---- Information given

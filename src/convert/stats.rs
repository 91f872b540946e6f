//! Conversion statistics.

use crate::model::EntityKind;
use serde::{Deserialize, Serialize};

/// Counts collected while translating pages.
#[derive(Debug, Clone, Default, PartialEq, Eq, Serialize, Deserialize)]
pub struct ConversionStats {
    /// Total number of pages processed
    pub page_count: u32,

    /// Line entities produced
    pub line_count: u32,

    /// Polyline entities produced
    pub polyline_count: u32,

    /// Curve entities produced
    pub curve_count: u32,

    /// Text entities produced
    pub text_count: u32,

    /// Drawing commands without an output mapping
    pub skipped_commands: u32,

    /// Whitespace-only text spans
    pub skipped_spans: u32,
}

impl ConversionStats {
    /// Create new empty statistics.
    pub fn new() -> Self {
        Self::default()
    }

    /// Increment page count.
    pub fn add_page(&mut self) {
        self.page_count += 1;
    }

    /// Count a produced entity.
    pub fn add_entity(&mut self, kind: &EntityKind) {
        match kind {
            EntityKind::Line { .. } => self.line_count += 1,
            EntityKind::Polyline { .. } => self.polyline_count += 1,
            EntityKind::Curve { .. } => self.curve_count += 1,
            EntityKind::Text { .. } => self.text_count += 1,
        }
    }

    /// Count a dropped drawing command.
    pub fn skip_command(&mut self) {
        self.skipped_commands += 1;
    }

    /// Count a dropped text span.
    pub fn skip_span(&mut self) {
        self.skipped_spans += 1;
    }

    /// Total entities produced.
    pub fn entity_count(&self) -> u32 {
        self.line_count + self.polyline_count + self.curve_count + self.text_count
    }

    /// Merge another stats instance into this one.
    pub fn merge(&mut self, other: &ConversionStats) {
        self.page_count += other.page_count;
        self.line_count += other.line_count;
        self.polyline_count += other.polyline_count;
        self.curve_count += other.curve_count;
        self.text_count += other.text_count;
        self.skipped_commands += other.skipped_commands;
        self.skipped_spans += other.skipped_spans;
    }
}
//! Document model types for source pages and output drawings.
//!
//! The source side (`Document`, `Page`, `DrawingCommand`, `TextSpan`) is
//! what the page-content decoder hands over, in page-local coordinates.
//! The output side (`OutputEntity`, `EntityBatch`, `LayerSet`) is what the
//! drawing writers consume, in output coordinates.

mod document;
mod entity;
mod geometry;
mod page;

pub use document::{Document, Metadata};
pub use entity::{
    AnchorCorner, EntityBatch, EntityKind, Layer, LayerId, LayerSet, OutputEntity,
};
pub use geometry::{Bounds, Point};
pub use page::{DrawingCommand, Page, TextSpan};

--------

:: Task statement ::
Pick out every line of the listing containing the word "side", and show those lines.

:: Solution below ::
//! The source side (`Document`, `Page`, `DrawingCommand`, `TextSpan`) is
//! The output side (`OutputEntity`, `EntityBatch`, `LayerSet`) is what the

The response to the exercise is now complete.